A jurisprudência e a doutrina, nesta perspectiva, ao complementarem a definição legal do que seja crime, ou mesmo por delimitarem o âmbito de incidência de um determinado dispositivo legal, estão cumprindo sua função normativa. Isto é, ser “conteúdo jurídico-normativo”, ao menos enquanto um fragmento de norma, um parte que a compõe. Aliás, diz-se que a doutrina e a jurisprudência são fontes do direito não porque delas emergem normas jurídicas completas e independentes – eis novamente uma falsa concepção de norma pela qual ela surge inteira e como um dado acabado de uma das fontes do direito. Na realidade, diz-se que a jurisprudência e a doutrina são fontes complementares em nosso sistema, justamente porque atuam normativamente, via de regra, em torno de texto legal, dando-lhe acabamento, melhor delimitação, complementando-o e definindo o seu alcance. Portanto, não são normas inteiras e acabadas que emergem destas fontes, mas conteúdos normativos de natureza fragmentária, fragmentos de norma que irão compor, uma vez conexionados a outros fragmentos normtivos, a norma jurídica dotada de completude lógico-normativa, ou seja, a totalidade dos conteúdos normativos que imprimem definição jurídica a um determinado fato social. Em outras palavras, a norma completa pressupõe lógicamente todos os fragmentos (dispositivos legais, definições e excertos jurisprudenciais e doutrinários, conteúdos consuetudinários, etc.) que, de uma forma ou de outra, cumprem função normativa – dar definição jurídica às inúmeras dimensões do fato judicializado.
Ora, do mesmo modo que não emanam normas jurídicas completas da doutrina e da jurisprudência – apenas fragmentos normativos – há que se afirmar, também, que não há norma, a rigor, que se exaure na lei. Esta, apesar de fonte principal do direito, depende da atuação normativa complementar da jurisprudência e da doutrina para a sua adequada aplicação.
Bem observado, as leis recém editadas costumam ser de difícil aplicação, eis que não receberam ainda a adequada lapidação e complementação normativa doutrinária e jurisprudêncial.
Em outra palavras, o que se pretende afirmar aqui é que a norma jurídica do direito estatal vigente, em seu núcleo mais significativo, é produto de uma síntese semântica entre a lei - que constitui o seu núcleo de significação normativa - a jurisprudência e a doutrina, que lhe são complementares, e, eventualmente, com contribuições dos costumes e outras valorações ético-sociais.

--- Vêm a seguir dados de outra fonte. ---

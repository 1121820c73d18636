//! Roadmap: goal-to-task-graph client with a layered DAG layout.
//!
//! A [`Session`] keeps one duplex connection to the task-generation service
//! alive (reconnecting after drops), submits one request at a time, and
//! normalizes the loosely-shaped answer into a validated [`TaskGraph`].
//! [`layout`] turns a graph into ranked, positioned nodes for drawing.
//!
//! # Example
//!
//! ```no_run
//! use roadmap::{Config, Direction, GoalRequest, Session, layout};
//! use std::time::Duration;
//!
//! # async fn run() -> eyre::Result<()> {
//! let config = Config::load(None)?;
//! let session = Session::from_config(&config);
//! session.wait_open(Duration::from_secs(10)).await?;
//!
//! match session.request(GoalRequest::new("Learn to bake bread").into_body()).await? {
//!     Ok(answer) => {
//!         if let Some(graph) = answer.roadmap() {
//!             let positioned = layout(graph, Direction::TopToBottom);
//!             println!("{} ranks", positioned.rank_count());
//!         }
//!     }
//!     Err(e) => eprintln!("request failed: {}", e),
//! }
//!
//! session.close();
//! # Ok(())
//! # }
//! ```

mod id;
mod storage;
mod store;
mod types;

pub mod config;
pub mod connection;
pub mod correlator;
pub mod coursework;
pub mod layout;
pub mod normalize;
pub mod protocol;
pub mod session;
pub mod transport;
pub mod view;
pub mod ws;

// Re-export public API
pub use config::Config;
pub use connection::{ConnectionConfig, ConnectionManager, ConnectionState, SendError};
pub use correlator::{Correlator, CorrelatorConfig, Outcome, PendingRequest, SubmitError, Ticket};
pub use coursework::{CourseworkRequest, Roster, RosterError, Skills, StudentSkill};
pub use id::generate_id;
pub use layout::{LayoutEdge, LayoutNode, LayoutedGraph, layout, layout_with_completion};
pub use normalize::{Answer, ErrorKind, StudentAssignments, normalize, normalize_answer, normalize_dependencies};
pub use protocol::{
    Complexity, Envelope, Experience, Frame, GoalRequest, LearningPreferences, LearningStyle, Motivation, RequestBody,
};
pub use session::Session;
pub use store::{MAX_TITLE_LEN, Store, StoreError, validate_title};
pub use transport::{Duplex, MemoryPeer, MemoryTransport, Transport, TransportEvent};
pub use types::{
    CompletionPolicy, CompletionSet, Direction, SavedRoadmap, Task, TaskGraph, TasksDocument, ValidationError,
};
pub use view::{GraphSurface, RoadmapView, SurfaceEvent, ViewChange};
pub use ws::WebSocketTransport;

Como vimos, em regra a definição jurídica de um crime não se exaure no texto legal. Necessário outras ferramentas complementares que vão ajudar nesse papel de dar definição, de delimitar o fato jurídico, de desenhar os exatos limites do fato que adquirem significação jurídica, ou seja, que contribuem na determinação da consequência jurídica. Por exemplo: o penalista vale-se da jurisprudência para definir o que seja meio cruel, com vista a qualificação de um crime de homicídio. Ora, aqui a função da jurisprudência está sendo a normativa, eis que, ao emprestar fundamento, completando à operação subsuntiva que enquadra um determinado fato concreto à regra que qualifica o homicídio pelo meio cruel, a normatividade jurisprudencial está, entre outras coisas, delimitando não apenas o fato jurídico, como determinando os limites da própria consequência jurídica, eis que a pena, no caso, será maior. Assim, conforme a delimitação do fato jurídico “crime”, será possível delimitar a sua conseqüência “pena”. Então, neste exemplo, a jurisprudência tem o condão de interferir no tempo de aprisionamento do delinqüente. Portanto, cumpre função normativa, ou seja, a de participar da definição jurídica do fato, a despeito do artigo 1° do Código Penal.

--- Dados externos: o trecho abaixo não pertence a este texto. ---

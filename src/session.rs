//! One active session: a connection manager injected into a correlator.

use crate::config::Config;
use crate::connection::{ConnectionConfig, ConnectionManager, ConnectionState};
use crate::correlator::{Correlator, CorrelatorConfig, Outcome, PendingRequest, SubmitError, Ticket};
use crate::protocol::RequestBody;
use crate::transport::Transport;
use crate::ws::WebSocketTransport;
use eyre::{Result, bail};
use std::sync::Arc;
use std::time::Duration;
use tokio::sync::broadcast;

/// Owns the connection for its lifetime; dropping the session tears it down.
pub struct Session {
    correlator: Correlator,
}

impl Session {
    /// Build a session over `transport` and start connecting.
    ///
    /// Must be called within a Tokio runtime.
    pub fn start(transport: Arc<dyn Transport>, connection: ConnectionConfig, requests: CorrelatorConfig) -> Self {
        let manager = Arc::new(ConnectionManager::new(transport, connection));
        let correlator = Correlator::new(Arc::clone(&manager), requests);
        manager.open();
        Self { correlator }
    }

    /// Session against the configured WebSocket endpoint.
    pub fn from_config(config: &Config) -> Self {
        log::info!("Starting session against {}", config.endpoint);
        Self::start(
            Arc::new(WebSocketTransport::new(config.endpoint.clone())),
            config.connection.to_connection_config(),
            config.request.to_correlator_config(),
        )
    }

    pub fn state(&self) -> ConnectionState {
        self.correlator.connection().state()
    }

    pub fn subscribe_state(&self) -> broadcast::Receiver<ConnectionState> {
        self.correlator.connection().subscribe_state()
    }

    /// Wait for the channel to open.
    pub async fn wait_open(&self, timeout: Duration) -> Result<()> {
        if self
            .correlator
            .connection()
            .wait_for_state(ConnectionState::Open, timeout)
            .await
        {
            Ok(())
        } else {
            bail!("Could not connect within {:?} (state: {})", timeout, self.state())
        }
    }

    pub fn submit(&self, body: impl Into<RequestBody>) -> Result<Ticket, SubmitError> {
        self.correlator.submit(body)
    }

    /// Submit and wait for the outcome.
    pub async fn request(&self, body: impl Into<RequestBody>) -> Result<Outcome> {
        let ticket = self.submit(body).map_err(|e| eyre::eyre!("Request rejected: {}", e))?;
        match ticket.wait().await {
            Some(outcome) => Ok(outcome),
            None => bail!("Session closed before the request completed"),
        }
    }

    pub fn pending(&self) -> Option<PendingRequest> {
        self.correlator.pending()
    }

    pub fn close(&self) {
        self.correlator.close();
    }
}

A despeito destas observações, não é possível afirmar-se a inutilidade do princípio da reserva legal para conter a normatividade criminal nos estreitos limites da legalidade. Antes, tal princípio e de positivação absolutamente indispensável, e representa a vinculação máxima possível do órgão judicante ao texto legal. Em direito penal, as fontes complementares são utilizadas exclusivamente para solucionar o problema da plurivocidade da lei (indeterminação de sentito, ou seja, ocorrência de vários sentidos válidos e possíveis, como dizia Kelsen em sua teoria pura). Assim, a jurisprudência criminal pode resolver ambiguidade e vagueza semânticas dos conceitos contidos na lei penal, de modo a delimitar a sua juridicidade; entrentanto, em face do princípio da reserva legal, jamais poderá inovar em sede normativa, como é possível em outros ramos do direito. Ou seja, jamais uma norma penal irá emergir exclusivamente de outras fontes do direito, sem que seu núcleo decorra imediatamente da lei. Este é o verdadeiro alcance do princípio da reserva legal. Por outro lado, é importante que se tenha em mente: há uma ilusão legalista no princípio da reserva legal, que afirma implicitamente que um texto legal possa conter todo o direito objetivo, e, deste modo, possa exaurir a definição jurídica dos fatos. Essa ilusão é séria e traz profundas conseqüências práticas. Vejamos como funciona o raciocínio normativo do penalista quando opera o sistema jurídico penal.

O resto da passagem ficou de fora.